Ma l’utilità di render più “duri” i soldati americani almeno «lì sotto» non è mai apparsa dubbia agli strateghi di Washington. Come ogni spesa del Pentagono, anche questa è aumentata esponenzialmente: nel 2014, lo stanziamento per Viagra ed altri rafforzatori chimici dell’erezione è salito a 544.816 milioni di dollari. Come ha calcolato il Washington Free Beacon (un blog politico della capitale), con questa spesa il Pentagono «ha fornito 80.770 ore, 33 minuti e 36 secondi di rafforzamento sessuale, posto che ogni erezione non duri (come consigliano i medici) più di quattro ore».

L’efficacia bellica di quest’arma segreta è attestata dalle statistiche.
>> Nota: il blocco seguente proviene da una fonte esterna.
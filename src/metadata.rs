use std::path::Path;

#[cfg(not(unix))]
use crate::ErrorKind;
use crate::Result;

/// Ownership and permissions of a file.
#[derive(Debug, PartialEq, Eq, Clone)]
pub struct FileMetadata {
    /// User name, or the numeric uid if it has no name.
    pub owner: String,
    /// Group name, or the numeric gid if it has no name.
    pub group: String,
    /// Permission bits as four octal digits, e.g. `0644`.
    pub mode: String,
}

#[inline]
pub fn format_mode(mode: u32) -> String {
    format!("{:04o}", mode & 0o7777)
}

/// Name of the user `uid`, or the number itself if the user database has no
/// entry for it.
#[cfg(unix)]
pub fn user_name(uid: u32) -> String {
    use nix::unistd::{Uid, User};

    match User::from_uid(Uid::from_raw(uid)) {
        Ok(Some(user)) => return user.name,
        Ok(None) => tracing::debug!(uid, "uid has no name"),
        Err(err) => tracing::debug!(uid, "user lookup failed: {err}"),
    }
    uid.to_string()
}

/// Name of the group `gid`, or the number itself if the group database has
/// no entry for it.
#[cfg(unix)]
pub fn group_name(gid: u32) -> String {
    use nix::unistd::{Gid, Group};

    match Group::from_gid(Gid::from_raw(gid)) {
        Ok(Some(group)) => return group.name,
        Ok(None) => tracing::debug!(gid, "gid has no name"),
        Err(err) => tracing::debug!(gid, "group lookup failed: {err}"),
    }
    gid.to_string()
}

/// Owner, group and permission bits of `path`, following symlinks.
#[cfg(unix)]
pub fn file_metadata(path: impl AsRef<Path>) -> Result<FileMetadata> {
    use std::os::unix::fs::MetadataExt;

    let path = path.as_ref();
    let metadata = std::fs::metadata(path).map_err(|err| crate::Error::from_read(path, err))?;

    Ok(FileMetadata {
        owner: user_name(metadata.uid()),
        group: group_name(metadata.gid()),
        mode: format_mode(metadata.mode()),
    })
}

#[cfg(not(unix))]
pub fn file_metadata(_path: impl AsRef<Path>) -> Result<FileMetadata> {
    Err(ErrorKind::Unsupported.into())
}
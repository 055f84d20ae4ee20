use keyprobe::find_key;

#[test]
fn test_second_line_match() {
    let entry = find_key("OTHER_KEY=123\nAPP_KEY=base64:xyz\n", "APP_KEY").expect("APP_KEY is defined");

    assert_eq!(entry.key(), "APP_KEY");
    assert_eq!(entry.lineno(), 2);
    assert_eq!(entry.raw_line(), "APP_KEY=base64:xyz");
    assert_eq!(entry.value(), "base64:xyz");
}

#[test]
fn test_first_match_wins() {
    let entry = find_key("APP_KEY=first\nAPP_KEY=second\n", "APP_KEY").expect("APP_KEY is defined");

    assert_eq!(entry.lineno(), 1);
    assert_eq!(entry.value(), "first");
}

#[test]
fn test_empty_value() {
    let entry = find_key("APP_KEY=", "APP_KEY").expect("APP_KEY is defined");

    assert_eq!(entry.raw_line(), "APP_KEY=");
    assert_eq!(entry.value(), "");
}

#[test]
fn test_prefix_includes_equals_sign() {
    assert_eq!(find_key("APP_KEYFOO=1\nAPP_KEY_OLD=2\n", "APP_KEY"), None);

    let entry = find_key("APP_KEYFOO=1\nAPP_KEY=3\n", "APP_KEY").expect("APP_KEY is defined");
    assert_eq!(entry.lineno(), 2);
    assert_eq!(entry.value(), "3");
}

#[test]
fn test_lines_are_trimmed() {
    let entry = find_key("\n\t  APP_KEY=base64:abc  \r\n", "APP_KEY").expect("APP_KEY is defined");

    assert_eq!(entry.lineno(), 2);
    assert_eq!(entry.raw_line(), "APP_KEY=base64:abc");
    assert_eq!(entry.value(), "base64:abc");
}

#[test]
fn test_no_interpretation_of_the_line() {
    // spaces around '=', comments and exports are plain text
    assert_eq!(find_key("APP_KEY = x\n# APP_KEY=y\nexport APP_KEY=z\n", "APP_KEY"), None);

    let entry = find_key("APP_KEY=\"quoted\" # comment", "APP_KEY").expect("APP_KEY is defined");
    assert_eq!(entry.value(), "\"quoted\" # comment");
}

#[test]
fn test_value_keeps_further_equals_signs() {
    let entry = find_key("APP_KEY=base64:AbC123==", "APP_KEY").expect("APP_KEY is defined");
    assert_eq!(entry.value(), "base64:AbC123==");
}

#[test]
fn test_not_found() {
    assert_eq!(find_key("", "APP_KEY"), None);
    assert_eq!(find_key("no equals sign here\nAPP_KEY\n", "APP_KEY"), None);
}

#[test]
fn test_line_numbers_count_blank_lines() {
    let entry = find_key("\n\n\nAPP_KEY=x", "APP_KEY").expect("APP_KEY is defined");
    assert_eq!(entry.lineno(), 4);
}
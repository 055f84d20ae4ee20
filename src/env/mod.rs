pub mod system;
pub mod empty;
pub mod server;

use std::{borrow::Cow, collections::HashMap, ffi::{OsStr, OsString}, hash::BuildHasher, path::PathBuf};

use crate::{options::{IllegalOption, OptionType, DEFAULT_KEY, DEFAULT_ROOT, ENV_FILE_NAME}, Error, ErrorKind, Result};

pub use system::{SystemEnv, SYSTEM_ENV};
pub use empty::EmptyEnv;
pub use server::ServerVars;

pub const ROOT_VAR: &str = "KEYPROBE_ROOT";
pub const ENV_FILE_VAR: &str = "KEYPROBE_ENV_FILE";
pub const KEY_VAR: &str = "KEYPROBE_KEY";
pub const DEBUG_VAR: &str = "KEYPROBE_DEBUG";

pub fn parse_bool(value: &OsStr) -> Option<bool> {
    if value.eq_ignore_ascii_case("true") || value == "1" {
        Some(true)
    } else if value.eq_ignore_ascii_case("false") || value == "0" {
        Some(false)
    } else {
        None
    }
}

/// A key name must be non-empty and must not contain `=` or whitespace.
pub fn is_valid_key(key: &str) -> bool {
    !key.is_empty() && !key.contains(|ch: char| ch == '=' || ch.is_whitespace())
}

/// Read-only access to a table of variables.
pub trait GetEnv {
    fn get<'a>(&'a self, key: &OsStr) -> Option<Cow<'a, OsStr>>;

    /// Lossy string view of [`GetEnv::get`].
    #[inline]
    fn get_str(&self, key: &str) -> Option<String> {
        self.get(key.as_ref()).map(|value| value.to_string_lossy().into_owned())
    }

    #[inline]
    fn get_root(&self) -> PathBuf {
        self.get(ROOT_VAR.as_ref())
            .filter(|path| !path.is_empty())
            .map_or_else(|| PathBuf::from(DEFAULT_ROOT), |path| PathBuf::from(path.into_owned()))
    }

    #[inline]
    fn get_env_file(&self) -> PathBuf {
        self.get(ENV_FILE_VAR.as_ref())
            .filter(|path| !path.is_empty())
            .map_or_else(|| self.get_root().join(ENV_FILE_NAME), |path| PathBuf::from(path.into_owned()))
    }

    fn get_key(&self) -> Result<String> {
        let Some(key) = self.get(KEY_VAR.as_ref()).filter(|key| !key.is_empty()) else {
            return Ok(DEFAULT_KEY.to_owned());
        };

        if let Some(valid) = key.to_str().filter(|key| is_valid_key(key)) {
            return Ok(valid.to_owned());
        }

        Err(Error::with_cause(
            ErrorKind::OptionsParseError,
            IllegalOption::new(
                OsString::from(KEY_VAR),
                key.into_owned(),
                OptionType::Key)))
    }

    #[inline]
    fn get_debug(&self) -> Result<bool> {
        self.get_bool(DEBUG_VAR.as_ref(), false)
    }

    fn get_bool(&self, key: &OsStr, default_value: bool) -> Result<bool> {
        if let Some(value) = self.get(key) {
            let value: &OsStr = &value;
            if value.is_empty() {
                return Ok(default_value);
            }

            let Some(value) = parse_bool(value) else {
                return Err(Error::with_cause(
                    ErrorKind::OptionsParseError,
                    IllegalOption::new(
                        key.to_owned(),
                        value.into(),
                        OptionType::Bool)));
            };

            Ok(value)
        } else {
            Ok(default_value)
        }
    }
}

/// A writable table. Only ever used for private tables, never the process
/// environment.
pub trait Env: GetEnv {
    fn set(&mut self, key: &OsStr, value: &OsStr);
}

impl<T: GetEnv + ?Sized> GetEnv for &T {
    #[inline]
    fn get<'a>(&'a self, key: &OsStr) -> Option<Cow<'a, OsStr>> {
        (**self).get(key)
    }
}

impl<BH: BuildHasher> GetEnv for HashMap<OsString, OsString, BH> {
    #[inline]
    fn get<'a>(&'a self, key: &OsStr) -> Option<Cow<'a, OsStr>> {
        HashMap::get(self, key).map(Cow::from)
    }
}

impl<BH: BuildHasher> Env for HashMap<OsString, OsString, BH> {
    #[inline]
    fn set(&mut self, key: &OsStr, value: &OsStr) {
        self.insert(key.to_os_string(), value.to_os_string());
    }
}

impl<BH: BuildHasher> GetEnv for HashMap<String, String, BH> {
    #[inline]
    fn get<'a>(&'a self, key: &OsStr) -> Option<Cow<'a, OsStr>> {
        HashMap::get(self, key.to_string_lossy().as_ref()).map(|value| {
            let value: &OsStr = value.as_ref();
            Cow::from(value)
        })
    }
}
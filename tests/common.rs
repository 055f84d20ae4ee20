#![allow(dead_code)]

use std::{fs, io::Write, path::{Path, PathBuf}};

use tempfile::TempDir;

pub fn fixture(name: &str) -> PathBuf {
    Path::new(env!("CARGO_MANIFEST_DIR")).join("tests").join("fixtures").join(name)
}

/// A throwaway application root holding the given files.
pub fn app_root(files: &[(&str, &str)]) -> TempDir {
    let root = TempDir::new().expect("create temp dir");
    for (name, contents) in files {
        let path = root.path().join(name);
        if let Some(parent) = path.parent() {
            fs::create_dir_all(parent).expect("create parent dir");
        }
        fs::write(&path, contents).expect("write file");
    }
    root
}

pub const BOOTSTRAP_FILE: (&str, &str) = ("bootstrap/app.php", "<?php\nreturn $app;\n");
pub const APP_CONFIG_FILE: (&str, &str) = ("config/app.php", "<?php\nreturn ['key' => env('APP_KEY')];\n");

/// Runs a report into a buffer and returns its result and text.
pub fn render(report: impl FnOnce(&mut dyn Write) -> keyprobe::Result<()>) -> (keyprobe::Result<()>, String) {
    let mut out = Vec::<u8>::new();
    let result = report(&mut out);
    (result, String::from_utf8(out).expect("report is UTF-8"))
}
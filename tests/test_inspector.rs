mod common;

use keyprobe::{load, EnvFileInspector, ErrorKind, Result};

use common::{app_root, fixture};

#[test]
fn test_inspect_laravel_env() -> Result<()> {
    let inspector = EnvFileInspector::new(fixture("laravel.env"), "APP_KEY");
    let entry = inspector.inspect()?.expect("APP_KEY is defined");

    assert_eq!(entry.lineno(), 3);
    assert_eq!(entry.value(), "base64:q1w2e3r4t5y6u7i8o9p0asdfghjklzxcvbnm1234567=");
    Ok(())
}

#[test]
fn test_first_definition_wins() -> Result<()> {
    let inspector = EnvFileInspector::new(fixture("duplicate-key.env"), "APP_KEY");
    let entry = inspector.inspect()?.expect("APP_KEY is defined");

    assert_eq!(entry.lineno(), 3);
    assert_eq!(entry.raw_line(), "APP_KEY=base64:first");
    assert_eq!(entry.value(), "base64:first");
    Ok(())
}

#[test]
fn test_crlf_line_endings() -> Result<()> {
    let inspector = EnvFileInspector::new(fixture("crlf.env"), "APP_KEY");
    let entry = inspector.inspect()?.expect("APP_KEY is defined");

    assert_eq!(entry.lineno(), 2);
    assert_eq!(entry.value(), "plain-secret");
    Ok(())
}

#[test]
fn test_other_key() -> Result<()> {
    let inspector = EnvFileInspector::new(fixture("laravel.env"), "DB_CONNECTION");
    let entry = inspector.inspect()?.expect("DB_CONNECTION is defined");

    assert_eq!(entry.lineno(), 7);
    assert_eq!(entry.value(), "mysql");
    Ok(())
}

#[test]
fn test_key_not_found() -> Result<()> {
    let inspector = EnvFileInspector::new(fixture("no-key.env"), "APP_KEY");
    assert_eq!(inspector.inspect()?, None);

    let err = inspector.expect_key().expect_err("APP_KEY is not defined");
    assert_eq!(err.kind(), ErrorKind::KeyNotFound);
    Ok(())
}

#[test]
fn test_idempotent() -> Result<()> {
    let inspector = EnvFileInspector::new(fixture("duplicate-key.env"), "APP_KEY");
    assert_eq!(inspector.inspect()?, inspector.inspect()?);
    Ok(())
}

#[test]
fn test_file_not_found() {
    let root = app_root(&[]);
    let err = load(root.path().join(".env")).expect_err("file is missing");

    assert_eq!(err.kind(), ErrorKind::FileNotFound);

    let inspector = EnvFileInspector::new(root.path().join(".env"), "APP_KEY");
    assert_eq!(inspector.inspect().expect_err("file is missing").kind(), ErrorKind::FileNotFound);
}

#[test]
fn test_directory_is_read_failure() {
    let root = app_root(&[]);
    let err = load(root.path()).expect_err("a directory has no text");

    assert_eq!(err.kind(), ErrorKind::ReadFailure);
}

#[test]
fn test_empty_file_is_content() -> Result<()> {
    let root = app_root(&[(".env", "")]);

    assert_eq!(load(root.path().join(".env"))?, "");
    let inspector = EnvFileInspector::new(root.path().join(".env"), "APP_KEY");
    assert_eq!(inspector.inspect()?, None);
    Ok(())
}

#[test]
fn test_invalid_utf8_is_decoded_lossy() -> Result<()> {
    let root = app_root(&[]);
    let path = root.path().join(".env");
    std::fs::write(&path, b"NAME=caf\xe9\nAPP_KEY=base64:ok\n")?;

    let contents = load(&path)?;
    assert!(contents.starts_with("NAME=caf\u{FFFD}"));

    let entry = EnvFileInspector::new(&path, "APP_KEY").inspect()?.expect("APP_KEY is defined");
    assert_eq!(entry.value(), "base64:ok");
    Ok(())
}
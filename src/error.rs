#[derive(Debug, PartialEq, Clone, Copy)]
pub enum ErrorKind {
    OptionsParseError,
    IOError,
    FileNotFound,
    ReadFailure,
    KeyNotFound,
    InitializationFailure,
    Unsupported,
}

impl std::fmt::Display for ErrorKind {
    #[inline]
    fn fmt(&self, f: &mut std::fmt::Formatter<'_>) -> std::fmt::Result {
        std::fmt::Debug::fmt(&self, f)
    }
}

#[derive(Debug)]
pub struct Error {
    kind: ErrorKind,
    cause: Option<Box<dyn std::error::Error + Send + Sync>>,
}

impl Error {
    #[inline]
    pub fn with_cause<E>(kind: ErrorKind, cause: E) -> Self
    where E: Into<Box<dyn std::error::Error + Send + Sync>> {
        Self { cause: Some(cause.into()), kind }
    }

    #[inline]
    pub fn kind(&self) -> ErrorKind {
        self.kind
    }

    #[inline]
    pub fn cause(&self) -> Option<&(dyn std::error::Error + Send + Sync + 'static)> {
        self.cause.as_deref()
    }

    /// Maps an error opening or reading a file to [`ErrorKind::FileNotFound`]
    /// or [`ErrorKind::ReadFailure`].
    pub fn from_read(path: &std::path::Path, err: std::io::Error) -> Self {
        let kind = if err.kind() == std::io::ErrorKind::NotFound {
            ErrorKind::FileNotFound
        } else {
            ErrorKind::ReadFailure
        };
        Self::with_cause(kind, format!("{}: {err}", path.display()))
    }
}

impl From<ErrorKind> for Error {
    #[inline]
    fn from(kind: ErrorKind) -> Self {
        Self { kind, cause: None }
    }
}

impl std::fmt::Display for Error {
    #[inline]
    fn fmt(&self, f: &mut std::fmt::Formatter<'_>) -> std::fmt::Result {
        if let Some(cause) = &self.cause {
            write!(f, "{}: {}", self.kind, cause)
        } else {
            std::fmt::Display::fmt(&self.kind, f)
        }
    }
}

impl std::error::Error for Error {
    #[inline]
    fn source(&self) -> Option<&(dyn std::error::Error + 'static)> {
        match &self.cause {
            Some(cause) => Some(cause.as_ref()),
            None => None,
        }
    }
}

impl From<std::io::Error> for Error {
    #[inline]
    fn from(value: std::io::Error) -> Self {
        Self::with_cause(ErrorKind::IOError, value)
    }
}
use std::{ffi::{OsStr, OsString}, path::{Path, PathBuf}};

use crate::{env::{GetEnv, SYSTEM_ENV}, EnvFileInspector, Result};

pub const DEFAULT_ROOT: &str = "/var/www/html";
pub const DEFAULT_KEY: &str = "APP_KEY";
pub const DEFAULT_DEBUG: bool = false;

pub const ENV_FILE_NAME: &str = ".env";
pub const APP_CONFIG_PATH: &str = "config/app.php";
pub const BOOTSTRAP_PATH: &str = "bootstrap/app.php";

#[derive(Debug, PartialEq, Clone)]
pub struct Options {
    /// Application root directory.
    pub root: PathBuf,

    /// The environment file, `<root>/.env` unless configured otherwise.
    pub env_file: PathBuf,

    /// Name of the key to look for.
    pub key: String,

    /// Log debug events to stderr.
    pub debug: bool,
}

impl Default for Options {
    #[inline]
    fn default() -> Self {
        Self::with_root(DEFAULT_ROOT)
    }
}

impl Options {
    pub fn try_from(env: &impl GetEnv) -> Result<Self> {
        let root = env.get_root();
        let env_file = env.get_env_file();
        let key = env.get_key()?;
        let debug = env.get_debug()?;

        Ok(Self { root, env_file, key, debug })
    }

    #[inline]
    pub fn try_from_env() -> Result<Self> {
        Self::try_from(&SYSTEM_ENV)
    }

    #[inline]
    pub fn with_root(root: impl Into<PathBuf>) -> Self {
        let root = root.into();
        Self {
            env_file: root.join(ENV_FILE_NAME),
            root,
            key: DEFAULT_KEY.to_owned(),
            debug: DEFAULT_DEBUG,
        }
    }

    #[inline]
    pub fn app_config_path(&self) -> PathBuf {
        self.root.join(APP_CONFIG_PATH)
    }

    #[inline]
    pub fn bootstrap_path(&self) -> PathBuf {
        self.root.join(BOOTSTRAP_PATH)
    }

    #[inline]
    pub fn env_file(&self) -> &Path {
        &self.env_file
    }

    #[inline]
    pub fn inspector(&self) -> EnvFileInspector {
        EnvFileInspector::new(&self.env_file, &self.key)
    }
}

#[derive(Debug, PartialEq, Clone, Copy)]
pub enum OptionType {
    Bool,
    Key,
}

impl std::fmt::Display for OptionType {
    #[inline]
    fn fmt(&self, f: &mut std::fmt::Formatter<'_>) -> std::fmt::Result {
        std::fmt::Debug::fmt(&self, f)
    }
}

#[derive(Debug)]
pub struct IllegalOption {
    name: OsString,
    value: OsString,
    option_type: OptionType,
}

impl IllegalOption {
    #[inline]
    pub fn new(name: OsString, value: OsString, option_type: OptionType) -> Self {
        Self { name, value, option_type }
    }

    #[inline]
    pub fn name(&self) -> &OsStr {
        &self.name
    }

    #[inline]
    pub fn value(&self) -> &OsStr {
        &self.value
    }

    #[inline]
    pub fn option_type(&self) -> OptionType {
        self.option_type
    }
}

impl std::fmt::Display for IllegalOption {
    fn fmt(&self, f: &mut std::fmt::Formatter<'_>) -> std::fmt::Result {
        write!(f, "{} option has illegal value: {:?}={:?}", self.option_type, self.name, self.value)
    }
}

impl std::error::Error for IllegalOption {}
Degli stupri di caserma, o altre molestie sessuali. Nel 2012, per esempio, «26 mila casi di contatti sessuali non voluti sono stati denunciati da soldati e soldatesse, un numero senza precedenti», secondo un articolo apparso su Globalresearch.

Violenze sessuali etero ed omo nell’esercito americano sono diventate un fenomeno travolgente. «La Air Force Academy a Colorado Spring conta più violentatori di ogni altro college in USA».

Il fatto istruttivo, ricorda la Pravda in un ottimo articolo, è che gli americani hanno accusato Gheddafi di fornire alla propria soldataglia la pillola blu per «usare lo stupro come arma»: l’accusa fu elevata formalmente da Susan Rice, allora ambasciatrice all’ONU, nell’aprile 2011, per convincere i dubbiosi che l’intervento armato in Libia era una necessità morale, per salvare le povere donne libiche dalla suprema vergogna.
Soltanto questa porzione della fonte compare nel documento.